Here's the first part of my SW trip; I'm still trying to condense the second half!
Facts first! Stop here for the nitty-gritty, or skip forward if you have no need of information.
Background: I’m a mid-50s Canadian woman, a rural high school principal, who has gotten old enough that if none of my friends/family want to go to the place I’m dreaming of, I go it alone.
Route: I flew into and out of Las Vegas, the cheapest airfare available from Newfoundland, and the cheapest source of rental cars. You may now suspect that I have a limited budget? From there I drove to Zion National Park (1 night), the Grand Canyon (2 nights) and Sedona (2 nights) before returning to LV and flying home.
Hotels: My Las Vegas hotels were Hotwire purchases, which was the cheapest way of getting a nice hotel that I found. I stayed at the Tropicana on arrival, was quite pleased. For under $100 I had a comfortable bed, lovely bathroom, spacious and clean room. I didn’t care for the long trek from the entry, through the casino, to the Club Tower, but I soon found that this is a Vegas standard. The night before my return I stayed at the Trump; that was really a superior hotel, fabulous bathroom, great heated pool, friendly staff, and no casino.
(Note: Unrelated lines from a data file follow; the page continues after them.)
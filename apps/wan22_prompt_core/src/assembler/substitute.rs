//! 主体替换
//!
//! 把模板中的通用主体词 ("Subject"、"the subject's"、"主体的" 等) 替换为用户输入的主体。
//! 所有替换词合并为一个正则, 从左到右只扫描一遍, 替换结果不会被再次替换。

use std::collections::HashMap;

use regex::{Captures, Regex};

use crate::{
    error::Result,
    locale::{StringTable, SubjectTokens, TokenForm},
};

/// 主体替换器
#[derive(Debug, Clone)]
pub struct SubjectSubstituter {
    pattern: Regex,
    forms: HashMap<&'static str, TokenForm>,
    possessive_suffix: &'static str,
}

impl SubjectSubstituter {
    pub fn new(tokens: SubjectTokens, strings: &StringTable) -> Result<Self> {
        let alternation = tokens
            .iter()
            .map(|(token, _)| regex::escape(token))
            .collect::<Vec<_>>()
            .join("|");
        let pattern = if strings.word_boundaries {
            format!(r"\b(?:{alternation})\b")
        } else {
            format!("(?:{alternation})")
        };

        Ok(Self {
            pattern: Regex::new(&pattern)?,
            forms: tokens.iter().copied().collect(),
            possessive_suffix: strings.possessive_suffix,
        })
    }

    /// 替换文本中的全部主体词
    pub fn apply(&self, text: &str, subject: &str) -> String {
        let subject = subject.trim();
        self.pattern
            .replace_all(text, |caps: &Captures| {
                let token = &caps[0];
                match self.forms.get(token) {
                    Some(TokenForm::Plain) => subject.to_string(),
                    Some(TokenForm::Capitalized) => capitalize(subject),
                    Some(TokenForm::Possessive) => format!("{subject}{}", self.possessive_suffix),
                    Some(TokenForm::CapitalizedPossessive) => {
                        format!("{}{}", capitalize(subject), self.possessive_suffix)
                    }
                    None => token.to_string(),
                }
            })
            .into_owned()
    }
}

/// 首字母大写, 其余字符保持不变
pub fn capitalize(value: &str) -> String {
    let mut chars = value.chars();
    match chars.next() {
        Some(first) => first.to_uppercase().chain(chars).collect(),
        None => String::new(),
    }
}
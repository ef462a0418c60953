//! ComfyUI 数据类型

/// 字符串
pub const NODE_STRING: &str = "STRING";
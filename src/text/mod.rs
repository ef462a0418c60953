//! 文本相关的节点
use pyo3::{
    types::{PyModule, PyModuleMethods},
    Bound, PyResult, Python,
};

use crate::core::node::NodeRegister;

mod wan22_prompt_generator;
pub use wan22_prompt_generator::{Wan22PromptGenerator, Wan22PromptGeneratorZh};

/// 文本模块
pub fn submodule(py: Python<'_>) -> PyResult<Bound<'_, PyModule>> {
    let submodule = PyModule::new(py, "text")?;
    submodule.add_class::<Wan22PromptGenerator>()?;
    submodule.add_class::<Wan22PromptGeneratorZh>()?;
    Ok(submodule)
}

/// Text node register
pub fn node_register(py: Python<'_>) -> PyResult<Vec<NodeRegister<'_>>> {
    let nodes: Vec<NodeRegister> = vec![
        NodeRegister(
            "Wan22PromptGenerator",
            py.get_type::<Wan22PromptGenerator>(),
            "Wan2.2 Prompt Preset Generator",
        ),
        NodeRegister(
            "Wan22PromptGeneratorZh",
            py.get_type::<Wan22PromptGeneratorZh>(),
            "Wan2.2 提示词预设生成器",
        ),
    ];
    Ok(nodes)
}
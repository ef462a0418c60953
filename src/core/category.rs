//! 节点分类

/// 提示词生成
pub const CATEGORY_PROMPT: &str = "Wan2.2/Prompt Generation";
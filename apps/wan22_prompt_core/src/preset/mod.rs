//! 预设表的加载与解析

pub mod resolver;
pub mod store;
pub mod table;

pub use resolver::{resolve, resolve_strict, Resolution, DEFAULT_PRESET_KEY, LABEL_SEPARATOR};
pub use store::{LoadFailure, PresetStore, StoreConfig, TEMPLATES_DIR_ENV};
pub use table::{ActionDocument, ActionEntry, Preset, PresetCollection, PresetTable};
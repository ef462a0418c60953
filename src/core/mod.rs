pub mod category;
pub mod node;
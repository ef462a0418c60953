//! 节点输入声明
//!
//! 由预设表生成节点的输入参数列表, 节点层再把它转换为 ComfyUI 的 `INPUT_TYPES`。

use crate::{
    assembler::PromptRequest,
    error::{Error, Result},
    locale::Locale,
    preset::table::PresetTable,
    types::ParameterKind,
};

/// 主体文本输入名称
pub const CUSTOM_SUBJECT: &str = "custom_subject";

/// 输入类型
#[derive(Debug, Clone, PartialEq, Eq)]
pub enum InputKind {
    /// 下拉选项
    Choice(Vec<String>),
    /// 文本框
    Text { multiline: bool },
}

/// 单个输入参数
#[derive(Debug, Clone, PartialEq, Eq)]
pub struct InputSpec {
    pub name: String,
    pub kind: InputKind,
    pub default: String,
    pub tooltip: &'static str,
}

/// 按节点参数顺序生成输入声明
pub fn input_specs(table: &PresetTable, locale: Locale) -> Vec<InputSpec> {
    let sentinels = locale.strings().sentinels;

    let choice = |kind: ParameterKind, default: Option<&str>, tooltip: &'static str| {
        let options = table.options(kind).to_vec();
        let default = default
            .map(str::to_string)
            .or_else(|| options.first().cloned())
            .unwrap_or_default();
        let mut options = options;
        if !default.is_empty() && !options.contains(&default) {
            options.insert(0, default.clone());
        }
        InputSpec {
            name: kind.to_string(),
            kind: InputKind::Choice(options),
            default,
            tooltip,
        }
    };

    vec![
        choice(
            ParameterKind::SubjectType,
            None,
            "Subject type, selects the subject sentence and the camera preset group",
        ),
        InputSpec {
            name: CUSTOM_SUBJECT.to_string(),
            kind: InputKind::Text { multiline: false },
            default: String::new(),
            tooltip: "Subject description, replaces the generic subject in every template",
        },
        choice(
            ParameterKind::CharacterCamera,
            None,
            "Camera movement used when the subject type is a character",
        ),
        choice(
            ParameterKind::ObjectCamera,
            None,
            "Camera movement used when the subject type is an object",
        ),
        choice(
            ParameterKind::Lighting,
            Some(sentinels.lighting),
            "Lighting effect",
        ),
        choice(
            ParameterKind::CharacterAction,
            Some(sentinels.action),
            "Character action",
        ),
        choice(
            ParameterKind::EmotionalExpression,
            Some(sentinels.emotion),
            "Emotional expression",
        ),
    ]
}

/// 检查必填的文本输入, 一次列出全部空值
pub fn validate_inputs(request: &PromptRequest) -> Result<()> {
    let empty = [
        (ParameterKind::SubjectType.to_string(), &request.subject_type),
        (CUSTOM_SUBJECT.to_string(), &request.subject),
    ]
    .into_iter()
    .filter(|(_, value)| value.trim().is_empty())
    .map(|(name, _)| name)
    .collect::<Vec<_>>();

    if empty.is_empty() {
        return Ok(());
    }
    Err(Error::InvalidInput(format!(
        "required inputs are empty: {}",
        empty.join(", ")
    )))
}
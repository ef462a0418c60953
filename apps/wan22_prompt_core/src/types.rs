//! 类型定义

use strum_macros::{AsRefStr, Display, EnumIter, EnumString};

/// 主体类型
///
/// 决定主体描述句、主体替换词表以及使用哪一组运镜预设。
#[derive(Debug, Clone, Copy, PartialEq, Eq, Hash, Display, EnumString, AsRefStr, EnumIter)]
pub enum SubjectType {
    #[strum(
        to_string = "Character",
        serialize = "character",
        serialize = "角色",
        ascii_case_insensitive
    )]
    Character,
    #[strum(
        to_string = "Object",
        serialize = "object",
        serialize = "物体",
        ascii_case_insensitive
    )]
    Object,
}

/// 节点输入参数, 同时也是 `parameter_options` 中的键
#[derive(Debug, Clone, Copy, PartialEq, Eq, Hash, Display, EnumString, AsRefStr, EnumIter)]
#[strum(serialize_all = "snake_case")]
pub enum ParameterKind {
    SubjectType,
    #[strum(to_string = "character_camera_type")]
    CharacterCamera,
    #[strum(to_string = "object_camera_type")]
    ObjectCamera,
    #[strum(to_string = "lighting_type")]
    Lighting,
    CharacterAction,
    EmotionalExpression,
}
//! 预设解析
//!
//! 把界面上的选项标签解析为预设表中的键, 按以下顺序尝试, 命中即返回:
//! 1. 与键完全相同
//! 2. 含有 `" - "` 分隔符时, 分隔符之前的部分是键
//! 3. 纯数字, 且本身就是一个键
//! 4. 与某个预设的 `name` 相同, 重名时按兜底规则的键顺序取第一个
//! 5. 兜底: 数字键按数值排序、非数字键排在所有数字键之后, 取最小的键;
//!    集合为空时返回 [`DEFAULT_PRESET_KEY`]
//!
//! 选项列表中的标签总是 `"{id} - {name}"` 形式, 其余规则用于兼容旧工作流中保存的 id 或名称。

use tracing::debug;

use super::table::PresetCollection;

/// 空集合时的默认键
pub const DEFAULT_PRESET_KEY: &str = "1";

/// 选项标签中 id 与名称的分隔符
pub const LABEL_SEPARATOR: &str = " - ";

/// 命中的解析规则
#[derive(Debug, Clone, Copy, PartialEq, Eq)]
pub enum Resolution {
    ExactKey,
    LabelPrefix,
    NumericId,
    Name,
    Fallback,
    Default,
}

/// 拆分 `"{id} - {name}"` 形式的标签
pub fn split_label(selection: &str) -> Option<(&str, &str)> {
    selection.split_once(LABEL_SEPARATOR)
}

/// 解析选项标签, 总能返回一个键
pub fn resolve(selection: &str, presets: &PresetCollection) -> String {
    resolve_with_rule(selection, presets).0
}

/// 解析选项标签, 同时返回命中的规则
pub fn resolve_with_rule(selection: &str, presets: &PresetCollection) -> (String, Resolution) {
    if let Some((key, rule)) = resolve_strict(selection, presets) {
        return (key.to_string(), rule);
    }

    match fallback_key(presets) {
        Some(key) => {
            debug!("no preset matches '{selection}', falling back to '{key}'");
            (key.to_string(), Resolution::Fallback)
        }
        None => (DEFAULT_PRESET_KEY.to_string(), Resolution::Default),
    }
}

/// 只使用前四条规则, 未命中时返回 None
pub fn resolve_strict<'a>(
    selection: &str,
    presets: &'a PresetCollection,
) -> Option<(&'a str, Resolution)> {
    if let Some((key, _)) = presets.presets.get_key_value(selection) {
        return Some((key.as_str(), Resolution::ExactKey));
    }

    if let Some((id, _)) = split_label(selection) {
        if let Some((key, _)) = presets.presets.get_key_value(id) {
            return Some((key.as_str(), Resolution::LabelPrefix));
        }
    }

    if parse_numeric(selection).is_some() {
        if let Some((key, _)) = presets.presets.get_key_value(selection) {
            return Some((key.as_str(), Resolution::NumericId));
        }
    }

    presets
        .iter()
        .filter(|(_, preset)| preset.name == selection)
        .map(|(key, _)| key.as_str())
        .min_by_key(|key| key_order(*key))
        .map(|key| (key, Resolution::Name))
}

/// 纯数字字符串
fn parse_numeric(value: &str) -> Option<u64> {
    if value.is_empty() || !value.bytes().all(|b| b.is_ascii_digit()) {
        return None;
    }
    value.parse().ok()
}

/// 键的排序: 数字键按数值在前, 其余按字符串在后
fn key_order(key: &str) -> (u8, u64, &str) {
    match parse_numeric(key) {
        Some(n) => (0, n, key),
        None => (1, 0, key),
    }
}

/// 排序后最小的键
fn fallback_key(presets: &PresetCollection) -> Option<&str> {
    presets.keys().map(String::as_str).min_by_key(|key| key_order(*key))
}
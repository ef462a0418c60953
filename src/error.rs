//! 错误处理

#[derive(Debug, thiserror::Error)]
pub enum Error {
    #[error("prompt error, {0}")]
    PromptCore(#[from] wan22_prompt_core::Error),
    #[error("py error, {0}")]
    PyErr(#[from] pyo3::PyErr),
}

impl From<Error> for pyo3::PyErr {
    fn from(e: Error) -> Self {
        match e {
            Error::PyErr(e) => e,
            e => pyo3::exceptions::PyRuntimeError::new_err(e.to_string()),
        }
    }
}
At ZNP I stayed in Springdale at the Montclair Quality Inn. It was dark and dated, but clean, cheap, and on the shuttle route. It also provided a decent free breakfast; they called it continental, but there were eggs as well as the usual offerings. The “splurge” of my trip was the Yavapai Lodge in Grand Canyon Village. Ideally it would have been Maswik, which is closer to the rim, but I was hardly in the room during daylight, so the view was not a big deal. I was paying (this was the most expensive room of the trip) to be able to see the sunset/sunrise without a drive in the dark, and it worked very well for that goal. However, what you read about the rooms is true: the quality was on par with the Montclair, which charged just over half the price of Xanterra. In Sedona, I stayed at The Views in the Village of Oak Creek. This was a good deal: the room was spotless, large, included a fridge & microwave, red rock views from the window, and the price was great. There were several restaurants in the neighbourhood, although the highly recommended spots were further afield.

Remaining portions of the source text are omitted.